Audrey Spalding

There is no universally applicable definition of "rural." But there are some consistent images: few people in a large area, fairly low levels of education, higher rates of poverty, a tight-knit community, and — let's just say it — farmers.



The Census Bureau has come up with some criteria. To simplify, a place is "rural" if it has fewer than 500 people per square mile. The census can, and will, classify a place as partly rural and partly urban.



The few times we do talk about public education in rural areas, the census is not the be-all-and-end-all. The definition used depends on the author. Is Missouri rural? As someone who grew up in a large Michigan city, my knee-jerk reaction has been, "of course."



In reality (rurality?), about 25 percent of Missouri's student-age population is rural. That's the 15th-largest percentage of the 50 states, according to a 2007 study by the Rural Schools and Community Trust.



In fact, much of the United States itself is rural. In any given state, a fairly large percentage of students attend rural school districts.

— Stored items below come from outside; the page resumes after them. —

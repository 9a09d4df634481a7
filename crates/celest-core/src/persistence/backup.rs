//! Rotating backups next to a file: `name.backup`, `name.backup.1`, ...

use crate::storage::{Storage, StorageResult};

/// Name of the `index`-th backup of `name`. Index 0 is the newest.
pub fn backup_name(name: &str, index: usize) -> String {
    if index == 0 {
        format!("{}.backup", name)
    } else {
        format!("{}.backup.{}", name, index)
    }
}

/// Shift existing backups one slot older (dropping the oldest) and store
/// `content` as the newest.
///
/// Keeps at most `max_backups` files.
pub async fn rotate_backups<S: Storage + ?Sized>(
    storage: &S,
    name: &str,
    content: &str,
    max_backups: usize,
) -> StorageResult<()> {
    if max_backups == 0 {
        return Ok(());
    }
    storage.delete_file(&backup_name(name, max_backups - 1)).await?;
    for index in (0..max_backups - 1).rev() {
        if let Some(older) = storage.read_file(&backup_name(name, index)).await? {
            storage.write_file(&backup_name(name, index + 1), &older).await?;
        }
    }
    storage.write_file(&backup_name(name, 0), content).await
}

/// Newest backup that parses as JSON, if any.
pub async fn load_from_backups<S: Storage + ?Sized>(storage: &S, name: &str, max_backups: usize) -> Option<String> {
    for index in 0..max_backups {
        let backup = backup_name(name, index);
        match storage.read_file(&backup).await {
            Ok(Some(text)) if serde_json::from_str::<serde_json::Value>(&text).is_ok() => {
                log::warn!("Recovered {} from {}", name, backup);
                return Some(text);
            }
            Ok(Some(_)) => log::debug!("Skipping corrupt backup {}", backup),
            Ok(None) => {}
            Err(e) => log::debug!("Could not read backup {}: {}", backup, e),
        }
    }
    None
}
//! Debounced autosave state for one project.
//!
//! `idle -> dirty -> saving -> idle | error`. Edits arm a debounce timer;
//! when it fires the host runs a flush bracketed by [`AutosaveState::begin_flush`]
//! and [`AutosaveState::complete_flush`]. Edits made while a save is in
//! flight keep the project dirty and queue an immediate follow-up save.

use super::error::PersistenceResult;
use super::format::now_timestamp;
use serde::{Deserialize, Serialize};

#[cfg(not(target_arch = "wasm32"))]
use std::time::{Duration, Instant};

#[cfg(target_arch = "wasm32")]
use web_time::{Duration, Instant};

/// Quiet period after the last edit before a save starts.
pub const DEFAULT_AUTOSAVE_DEBOUNCE_MS: u64 = 900;

/// Backups kept per file: `.backup`, `.backup.1`, `.backup.2`.
pub const DEFAULT_MAX_BACKUPS: usize = 3;

#[derive(Debug, Clone, PartialEq)]
pub struct AutosaveConfig {
    pub debounce: Duration,
    /// Rotate backups before overwriting the graph file.
    pub backups: bool,
    pub max_backups: usize,
}

impl Default for AutosaveConfig {
    fn default() -> Self {
        Self {
            debounce: Duration::from_millis(DEFAULT_AUTOSAVE_DEBOUNCE_MS),
            backups: true,
            max_backups: DEFAULT_MAX_BACKUPS,
        }
    }
}

#[derive(Debug, Clone, Copy, Default, PartialEq, Eq, Serialize, Deserialize)]
#[serde(rename_all = "camelCase")]
pub enum SaveStatus {
    #[default]
    Idle,
    Dirty,
    Saving,
    Error,
}

/// What the save indicator shows for a project.
#[derive(Debug, Clone, Default, PartialEq, Eq, Serialize, Deserialize)]
#[serde(rename_all = "camelCase")]
pub struct SaveUiState {
    pub status: SaveStatus,
    pub dirty: bool,
    pub last_error: Option<String>,
    /// RFC 3339 time of the last successful save.
    pub last_saved_at: Option<String>,
}

impl SaveUiState {
    /// One-line indicator text.
    pub fn label(&self) -> String {
        match self.status {
            SaveStatus::Idle if self.last_saved_at.is_some() => "saved".to_string(),
            SaveStatus::Idle => String::new(),
            SaveStatus::Dirty => "unsaved changes".to_string(),
            SaveStatus::Saving => "saving...".to_string(),
            SaveStatus::Error => format!("save failed: {}", self.last_error.as_deref().unwrap_or("unknown error")),
        }
    }
}

/// What made a project dirty.
#[derive(Debug, Clone, Copy, PartialEq, Eq)]
pub enum DirtySource {
    Graph,
    View,
    Viewport,
    Ui,
}

/// A one-shot deadline. Re-arming replaces it.
#[derive(Debug, Clone, Copy, PartialEq, Eq)]
pub struct ScheduledTask {
    due: Instant,
}

impl ScheduledTask {
    pub fn after(now: Instant, delay: Duration) -> Self {
        Self { due: now + delay }
    }

    pub fn due(&self) -> Instant {
        self.due
    }

    pub fn is_due(&self, now: Instant) -> bool {
        now >= self.due
    }
}

/// Proof that a flush was started; hand it back to `complete_flush`.
#[derive(Debug, PartialEq, Eq)]
#[must_use]
pub struct FlushTicket {
    seq: u64,
}

impl FlushTicket {
    /// Edit sequence number the flush is saving.
    pub fn seq(&self) -> u64 {
        self.seq
    }
}

/// Per-project autosave state machine.
#[derive(Debug, Clone)]
pub struct AutosaveState {
    config: AutosaveConfig,
    status: SaveStatus,
    dirty: bool,
    /// Bumped on every edit.
    seq: u64,
    timer: Option<ScheduledTask>,
    last_error: Option<String>,
    last_saved_at: Option<String>,
}

impl Default for AutosaveState {
    fn default() -> Self {
        Self::new(AutosaveConfig::default())
    }
}

impl AutosaveState {
    pub fn new(config: AutosaveConfig) -> Self {
        Self {
            config,
            status: SaveStatus::Idle,
            dirty: false,
            seq: 0,
            timer: None,
            last_error: None,
            last_saved_at: None,
        }
    }

    pub fn config(&self) -> &AutosaveConfig {
        &self.config
    }

    pub fn status(&self) -> SaveStatus {
        self.status
    }

    pub fn is_dirty(&self) -> bool {
        self.dirty
    }

    pub fn seq(&self) -> u64 {
        self.seq
    }

    pub fn timer(&self) -> Option<ScheduledTask> {
        self.timer
    }

    /// Record an edit and (re)arm the debounce timer.
    pub fn mark_dirty(&mut self, source: DirtySource, now: Instant) {
        self.seq += 1;
        self.dirty = true;
        if self.status != SaveStatus::Saving {
            self.status = SaveStatus::Dirty;
        }
        self.timer = Some(ScheduledTask::after(now, self.config.debounce));
        log::debug!("Dirty ({:?}), seq {}, save in {:?}", source, self.seq, self.config.debounce);
    }

    /// Whether the debounce timer has fired and no save is running.
    pub fn is_flush_due(&self, now: Instant) -> bool {
        self.status != SaveStatus::Saving && self.timer.is_some_and(|t| t.is_due(now))
    }

    /// Start a save. Returns `None` while another save is in flight; that
    /// save reschedules itself if edits arrive meanwhile.
    pub fn begin_flush(&mut self) -> Option<FlushTicket> {
        if self.status == SaveStatus::Saving {
            log::debug!("Save already in flight, coalescing");
            return None;
        }
        self.timer = None;
        self.status = SaveStatus::Saving;
        Some(FlushTicket { seq: self.seq })
    }

    /// Finish the save started with `ticket`.
    pub fn complete_flush(&mut self, ticket: FlushTicket, result: &PersistenceResult<()>, now: Instant) {
        match result {
            Ok(()) => {
                self.last_error = None;
                self.last_saved_at = Some(now_timestamp());
                if self.seq == ticket.seq {
                    self.dirty = false;
                    self.status = SaveStatus::Idle;
                } else {
                    // Edited during the save: catch up right away.
                    self.dirty = true;
                    self.status = SaveStatus::Dirty;
                    self.timer = Some(ScheduledTask::after(now, Duration::ZERO));
                    log::debug!("Edits during save (seq {} -> {}), saving again", ticket.seq, self.seq);
                }
            }
            Err(e) => {
                self.dirty = true;
                self.status = SaveStatus::Error;
                self.last_error = Some(e.user_message());
                log::error!("Save failed: {}", e);
            }
        }
    }

    pub fn ui_state(&self) -> SaveUiState {
        SaveUiState {
            status: self.status,
            dirty: self.dirty,
            last_error: self.last_error.clone(),
            last_saved_at: self.last_saved_at.clone(),
        }
    }
}
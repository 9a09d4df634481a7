//! On-disk file formats: `workspace.json` and graph files.

use crate::graph::CodeGraph;
use crate::storage::STATE_DIR;
use crate::viewport::Viewport;
use serde::{Deserialize, Serialize};
use std::collections::BTreeMap;
use time::OffsetDateTime;
use time::format_description::well_known::Rfc3339;

/// Version written into every file.
pub const CURRENT_VERSION: u32 = 1;

/// Workspace file, relative to [`STATE_DIR`].
pub const WORKSPACE_FILE: &str = "workspace.json";
/// Main graph file, relative to [`STATE_DIR`].
pub const MAIN_GRAPH_FILE: &str = "graphs/main.json";
pub const MAIN_GRAPH_ID: &str = "main";

/// Project-relative path of a file inside the state directory.
pub fn state_path(name: &str) -> String {
    format!("{}/{}", STATE_DIR, name)
}

/// Current UTC time as RFC 3339.
pub fn now_timestamp() -> String {
    OffsetDateTime::now_utc().format(&Rfc3339).unwrap_or_default()
}

/// The two canvas views of a project.
#[derive(Debug, Clone, Copy, Default, PartialEq, Eq, Hash, Serialize, Deserialize)]
#[serde(rename_all = "camelCase")]
pub enum ViewId {
    #[default]
    Main,
    View2,
}

#[derive(Debug, Clone, Copy, Default, PartialEq, Serialize, Deserialize)]
pub struct Viewports {
    pub main: Viewport,
    pub view2: Viewport,
}

impl Viewports {
    pub fn get(&self, view: ViewId) -> Viewport {
        match view {
            ViewId::Main => self.main,
            ViewId::View2 => self.view2,
        }
    }

    pub fn get_mut(&mut self, view: ViewId) -> &mut Viewport {
        match view {
            ViewId::Main => &mut self.main,
            ViewId::View2 => &mut self.view2,
        }
    }
}

#[derive(Debug, Clone, Copy, Default, PartialEq, Serialize, Deserialize)]
#[serde(rename_all = "camelCase")]
pub struct ViewsState {
    pub active_view_id: ViewId,
    pub viewports: Viewports,
}

impl ViewsState {
    pub fn active_viewport(&self) -> Viewport {
        self.viewports.get(self.active_view_id)
    }
}

#[derive(Debug, Clone, PartialEq, Eq, Serialize, Deserialize)]
#[serde(rename_all = "camelCase")]
pub struct GraphsState {
    pub active_graph_id: String,
    /// Graph id to file path relative to the state directory.
    pub files: BTreeMap<String, String>,
}

impl Default for GraphsState {
    fn default() -> Self {
        Self {
            active_graph_id: MAIN_GRAPH_ID.to_string(),
            files: BTreeMap::from([(MAIN_GRAPH_ID.to_string(), MAIN_GRAPH_FILE.to_string())]),
        }
    }
}

#[derive(Debug, Clone, Default, PartialEq, Eq, Serialize, Deserialize)]
#[serde(rename_all = "camelCase")]
pub struct FsTreeUi {
    #[serde(default)]
    pub expanded: BTreeMap<String, bool>,
    #[serde(default)]
    pub selected_id: Option<String>,
}

#[derive(Debug, Clone, Default, PartialEq, Eq, Serialize, Deserialize)]
#[serde(rename_all = "camelCase")]
pub struct CanvasUi {
    #[serde(default)]
    pub selected_node_ids: Vec<String>,
}

/// Per-project UI state restored on open.
#[derive(Debug, Clone, Default, PartialEq, Eq, Serialize, Deserialize)]
#[serde(rename_all = "camelCase")]
pub struct UiState {
    #[serde(default)]
    pub fs_tree: FsTreeUi,
    #[serde(default)]
    pub canvas: CanvasUi,
}

#[derive(Debug, Clone, PartialEq, Eq, Serialize, Deserialize)]
#[serde(rename_all = "camelCase")]
pub struct FileMeta {
    pub created_at: String,
    pub updated_at: String,
}

impl FileMeta {
    pub fn now() -> Self {
        let now = now_timestamp();
        Self {
            created_at: now.clone(),
            updated_at: now,
        }
    }

    /// Keep `created_at`, stamp `updated_at` with the current time.
    pub fn touched(&self) -> Self {
        Self {
            created_at: self.created_at.clone(),
            updated_at: now_timestamp(),
        }
    }
}

/// `.celest/workspace.json`
#[derive(Debug, Clone, PartialEq, Serialize, Deserialize)]
#[serde(rename_all = "camelCase")]
pub struct WorkspaceFileV1 {
    pub version: u32,
    pub views: ViewsState,
    pub graphs: GraphsState,
    #[serde(default, skip_serializing_if = "Option::is_none")]
    pub ui: Option<UiState>,
    pub meta: FileMeta,
}

impl WorkspaceFileV1 {
    pub fn new() -> Self {
        Self {
            version: CURRENT_VERSION,
            views: ViewsState::default(),
            graphs: GraphsState::default(),
            ui: None,
            meta: FileMeta::now(),
        }
    }

    /// Overlay the session's views and UI onto this file, as read from disk.
    ///
    /// `createdAt` and graph entries the session does not know about survive.
    pub fn merged(&self, views: &ViewsState, ui: &UiState) -> Self {
        let mut graphs = self.graphs.clone();
        graphs
            .files
            .entry(MAIN_GRAPH_ID.to_string())
            .or_insert_with(|| MAIN_GRAPH_FILE.to_string());
        Self {
            version: CURRENT_VERSION,
            views: *views,
            graphs,
            ui: Some(ui.clone()),
            meta: self.meta.touched(),
        }
    }

    /// Path of the main graph file, relative to the state directory.
    pub fn main_graph_file(&self) -> &str {
        self.graphs
            .files
            .get(MAIN_GRAPH_ID)
            .map(String::as_str)
            .unwrap_or(MAIN_GRAPH_FILE)
    }
}

impl Default for WorkspaceFileV1 {
    fn default() -> Self {
        Self::new()
    }
}

/// `.celest/graphs/<id>.json`
#[derive(Debug, Clone, PartialEq, Serialize, Deserialize)]
#[serde(rename_all = "camelCase")]
pub struct GraphFileV1 {
    pub version: u32,
    pub graph: CodeGraph,
    pub meta: FileMeta,
}

impl GraphFileV1 {
    pub fn new(graph: CodeGraph, meta: FileMeta) -> Self {
        Self {
            version: CURRENT_VERSION,
            graph,
            meta,
        }
    }
}

#[cfg(test)]
mod tests {
    use super::*;
    use crate::graph::seed_graph;

    #[test]
    fn test_workspace_json_shape() {
        let mut ws = WorkspaceFileV1::new();
        ws.views.viewports.view2 = Viewport::new(10.0, 20.0, 2.0);
        ws.ui = Some(UiState {
            fs_tree: FsTreeUi {
                expanded: BTreeMap::from([("src".to_string(), true)]),
                selected_id: None,
            },
            canvas: CanvasUi {
                selected_node_ids: vec!["n1".into()],
            },
        });

        let json = serde_json::to_value(&ws).unwrap();
        assert_eq!(json["version"], 1);
        assert_eq!(json["views"]["activeViewId"], "main");
        assert_eq!(json["views"]["viewports"]["view2"]["zoom"], 2.0);
        assert_eq!(json["graphs"]["activeGraphId"], "main");
        assert_eq!(json["graphs"]["files"]["main"], "graphs/main.json");
        assert_eq!(json["ui"]["fsTree"]["expanded"]["src"], true);
        assert!(json["ui"]["fsTree"]["selectedId"].is_null());
        assert_eq!(json["ui"]["canvas"]["selectedNodeIds"][0], "n1");
        assert!(json["meta"]["createdAt"].is_string());
    }

    #[test]
    fn test_merge_keeps_created_at_and_extra_graphs() {
        let mut on_disk = WorkspaceFileV1::new();
        on_disk.meta.created_at = "2024-01-01T00:00:00Z".into();
        on_disk.graphs.files.insert("scratch".into(), "graphs/scratch.json".into());

        let views = ViewsState {
            active_view_id: ViewId::View2,
            viewports: Viewports::default(),
        };
        let merged = on_disk.merged(&views, &UiState::default());
        assert_eq!(merged.meta.created_at, "2024-01-01T00:00:00Z");
        assert_ne!(merged.meta.updated_at, "2024-01-01T00:00:00Z");
        assert_eq!(merged.graphs.files.len(), 2);
        assert_eq!(merged.views.active_view_id, ViewId::View2);
        assert!(merged.ui.is_some());
    }

    #[test]
    fn test_timestamp_is_rfc3339() {
        let stamp = now_timestamp();
        assert!(OffsetDateTime::parse(&stamp, &Rfc3339).is_ok());
    }

    #[test]
    fn test_graph_file_roundtrip() {
        let file = GraphFileV1::new((*seed_graph()).clone(), FileMeta::now());
        let json = serde_json::to_string_pretty(&file).unwrap();
        let back: GraphFileV1 = serde_json::from_str(&json).unwrap();
        assert_eq!(back.graph, file.graph);
        assert_eq!(state_path(MAIN_GRAPH_FILE), ".celest/graphs/main.json");
    }
}
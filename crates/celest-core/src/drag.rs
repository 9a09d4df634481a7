//! Drag manager: which nodes move together and where they end up.

use crate::selection::Selection;
use kurbo::{Point, Vec2};
use std::collections::BTreeMap;

/// Result of starting a drag on a node.
#[derive(Debug, Clone, PartialEq)]
pub struct DragStart {
    /// Selection after the drag started.
    pub selected_ids: Selection,
    /// Nodes that follow the pointer.
    pub dragged_node_ids: Selection,
    /// Position of every dragged node when the drag started.
    pub drag_start_positions: BTreeMap<String, Point>,
}

/// Work out the drag set for a pointer-down on `node_id`.
///
/// If `node_id` is already selected the whole selection is dragged and the
/// selection is kept. Otherwise the selection collapses to `{node_id}` and
/// only that node is dragged. Ids without a known position are skipped.
pub fn start_drag(node_id: &str, current: &Selection, positions: &BTreeMap<String, Point>) -> DragStart {
    let selected_ids = if current.contains(node_id) {
        current.clone()
    } else {
        Selection::from([node_id.to_string()])
    };

    let drag_start_positions: BTreeMap<String, Point> = selected_ids
        .iter()
        .filter_map(|id| positions.get(id).map(|p| (id.clone(), *p)))
        .collect();
    let dragged_node_ids = drag_start_positions.keys().cloned().collect();

    DragStart {
        selected_ids,
        dragged_node_ids,
        drag_start_positions,
    }
}

/// Translate every dragged node's start position by `delta`.
pub fn update_drag_positions(
    dragged_node_ids: &Selection,
    drag_start_positions: &BTreeMap<String, Point>,
    delta: Vec2,
) -> BTreeMap<String, Point> {
    dragged_node_ids
        .iter()
        .filter_map(|id| drag_start_positions.get(id).map(|start| (id.clone(), *start + delta)))
        .collect()
}

/// Ephemeral state of an in-progress node drag.
///
/// `drag_start_positions` is keyed by exactly `dragged_node_ids`.
#[derive(Debug, Clone, PartialEq)]
pub struct DragState {
    pub dragged_node_ids: Selection,
    pub drag_start_positions: BTreeMap<String, Point>,
    /// Pointer position in canvas space when the drag (re)started.
    pub drag_start_mouse: Point,
    /// Positions from the most recent pointer move.
    pub current_positions: BTreeMap<String, Point>,
    /// Screen distance the pointer travelled, for click detection.
    pub max_travel_px: f64,
    /// Whether the drag was re-targeted onto duplicates.
    pub duplicated: bool,
    /// Node the pointer went down on.
    pub anchor_id: String,
    /// Start positions of the nodes grabbed originally. Survives re-targeting.
    pub original_positions: BTreeMap<String, Point>,
    /// Selection before the press.
    pub prior_selection: Selection,
    /// Whether the undo checkpoint for this drag was emitted.
    pub checkpointed: bool,
}

impl DragState {
    pub fn new(anchor_id: String, start: DragStart, drag_start_mouse: Point) -> Self {
        let current_positions = start.drag_start_positions.clone();
        let original_positions = start.drag_start_positions.clone();
        Self {
            dragged_node_ids: start.dragged_node_ids,
            drag_start_positions: start.drag_start_positions,
            drag_start_mouse,
            current_positions,
            max_travel_px: 0.0,
            duplicated: false,
            anchor_id,
            original_positions,
            prior_selection: Selection::new(),
            checkpointed: false,
        }
    }

    pub fn with_prior_selection(mut self, selection: Selection) -> Self {
        self.prior_selection = selection;
        self
    }

    /// Get the drag delta for a canvas-space pointer position.
    pub fn delta(&self, pointer: Point) -> Vec2 {
        pointer - self.drag_start_mouse
    }

    /// Recompute positions for a pointer position and remember them.
    pub fn update(&mut self, pointer: Point) -> &BTreeMap<String, Point> {
        let delta = self.delta(pointer);
        self.current_positions = update_drag_positions(&self.dragged_node_ids, &self.drag_start_positions, delta);
        &self.current_positions
    }

    /// Re-target the drag onto new nodes.
    ///
    /// `id_map` maps each dragged id to its copy. The copies start at the
    /// positions the originals have right now and tracking restarts from
    /// `pointer`, so nothing jumps.
    pub fn retarget(&mut self, id_map: &BTreeMap<String, String>, pointer: Point) {
        let mut starts = BTreeMap::new();
        for (old_id, new_id) in id_map {
            if let Some(pos) = self.current_positions.get(old_id) {
                starts.insert(new_id.clone(), *pos);
            }
        }
        if let Some(anchor) = id_map.get(&self.anchor_id) {
            self.anchor_id = anchor.clone();
        }
        self.dragged_node_ids = starts.keys().cloned().collect();
        self.current_positions = starts.clone();
        self.drag_start_positions = starts;
        self.drag_start_mouse = pointer;
        self.duplicated = true;
    }
}
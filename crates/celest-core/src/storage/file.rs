//! File-based storage implementation for native platforms.

use super::{BoxFuture, FsEntryKind, FsSnapshot, STATE_DIR, Storage, StorageError, StorageResult};
use std::fs;
use std::io;
use std::path::{Component, Path, PathBuf};

/// Storage rooted at a project folder on disk.
///
/// File names are project-relative paths with `/` separators.
pub struct FileStorage {
    root: PathBuf,
}

fn io_error(action: &str, path: &Path, e: io::Error) -> StorageError {
    match e.kind() {
        io::ErrorKind::PermissionDenied => StorageError::PermissionDenied(format!("{} {}", action, path.display())),
        io::ErrorKind::NotFound => StorageError::NotFound(path.display().to_string()),
        _ => StorageError::Io(format!("Failed to {} {}: {}", action, path.display(), e)),
    }
}

impl FileStorage {
    /// Open storage rooted at an existing directory.
    pub fn new(root: impl Into<PathBuf>) -> StorageResult<Self> {
        let root = root.into();
        let meta = fs::metadata(&root).map_err(|e| io_error("open", &root, e))?;
        if !meta.is_dir() {
            return Err(StorageError::Io(format!("{} is not a directory", root.display())));
        }
        Ok(Self { root })
    }

    /// Get the project root.
    pub fn root(&self) -> &Path {
        &self.root
    }

    /// Resolve a project-relative name, refusing anything that escapes the root.
    fn resolve(&self, name: &str) -> StorageResult<PathBuf> {
        let relative = Path::new(name.trim_start_matches('/'));
        if relative
            .components()
            .any(|c| !matches!(c, Component::Normal(_) | Component::CurDir))
        {
            return Err(StorageError::Other(format!("Invalid path: {}", name)));
        }
        Ok(self.root.join(relative))
    }
}

impl Storage for FileStorage {
    fn read_file(&self, name: &str) -> BoxFuture<'_, StorageResult<Option<String>>> {
        let path = self.resolve(name);
        Box::pin(async move {
            let path = path?;
            match fs::read_to_string(&path) {
                Ok(text) => Ok(Some(text)),
                Err(e) if e.kind() == io::ErrorKind::NotFound => Ok(None),
                Err(e) => Err(io_error("read", &path, e)),
            }
        })
    }

    fn write_file(&self, name: &str, contents: &str) -> BoxFuture<'_, StorageResult<()>> {
        let path = self.resolve(name);
        let contents = contents.to_string();
        Box::pin(async move {
            let path = path?;
            if let Some(parent) = path.parent() {
                fs::create_dir_all(parent).map_err(|e| io_error("create", parent, e))?;
            }
            fs::write(&path, contents).map_err(|e| io_error("write", &path, e))
        })
    }

    fn delete_file(&self, name: &str) -> BoxFuture<'_, StorageResult<()>> {
        let path = self.resolve(name);
        Box::pin(async move {
            let path = path?;
            match fs::remove_file(&path) {
                Ok(()) => Ok(()),
                Err(e) if e.kind() == io::ErrorKind::NotFound => Ok(()),
                Err(e) => Err(io_error("delete", &path, e)),
            }
        })
    }

    fn scan_tree(&self) -> BoxFuture<'_, StorageResult<FsSnapshot>> {
        Box::pin(async move {
            let root_name = self
                .root
                .file_name()
                .map(|n| n.to_string_lossy().into_owned())
                .unwrap_or_default();
            let mut snapshot = FsSnapshot::new(&root_name);
            scan_dir(&self.root, "", &mut snapshot)?;
            snapshot.sort_children();
            Ok(snapshot)
        })
    }
}

fn scan_dir(dir: &Path, prefix: &str, snapshot: &mut FsSnapshot) -> StorageResult<()> {
    let entries = fs::read_dir(dir).map_err(|e| io_error("scan", dir, e))?;
    for entry in entries.flatten() {
        let name = entry.file_name().to_string_lossy().into_owned();
        if prefix.is_empty() && name == STATE_DIR {
            continue;
        }
        let path = if prefix.is_empty() {
            name
        } else {
            format!("{}/{}", prefix, name)
        };
        let Ok(file_type) = entry.file_type() else {
            continue;
        };
        if file_type.is_dir() {
            snapshot.insert(&path, FsEntryKind::Dir);
            scan_dir(&entry.path(), &path, snapshot)?;
        } else if file_type.is_file() {
            snapshot.insert(&path, FsEntryKind::File);
        }
    }
    Ok(())
}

Rural Schools and Community Trust chose to use the National Center of Education Statistics' definition of rural. The NCES definition took the one used by the census (fewer than 500 people per square mile), and broke "rural" into three categories, based on how far away a rural area is from a non-rural one. Those are "fringe," "distant," and "remote."



The other way to look at Missouri schools is to ignore the size of the community and instead look at the size of the district itself.



The Missouri Breakdown:
For example, student enrollment during the 2005?2006 school year. How many of Missouri's 917,905 students attended a small school district that year?



  • If your definition of a small district involves fewer than 1,000 students, the answer is 15.17 percent.

  • If you prefer 2,000 students as the dividing line (which has been proposed as the ideal size for an efficient school district), then 26.25 percent of Missouri's K?12 students attended a small district.

  • And if you think a school district with fewer than 5,000 students is small, then a majority — 50.57 percent of K?12 students — attended such a district.


So, where do we draw the line? Well, wherever things are different. This is not an arbitrary argument. A school district of 500 students is incredibly different than one with thousands. Policies that work for one have no guarantee of working for the other. Organization of an "urban" school district will look different than that of a "rural" one.



The best way to untangle this entails not limiting ourselves to statistics. The people who know best what characterizes a small school district are those who work in one. And that's where we'll be going from here. I'll try to post later this week about the difficulties and strengths that are unique to small school districts.



As always, if you have comments about rural school districts, questions about our research, or suggestions, please email me.



P.S.: The assumption that farming is the largest industry in rural areas is absolutely 100 percent false. Nationally, farming employs fewer than 1 in 10 rural workers, according to a study by the Office of Educational Research and Improvement in the mid-1990s. Unfortunately, the assumption about higher poverty rates is accurate.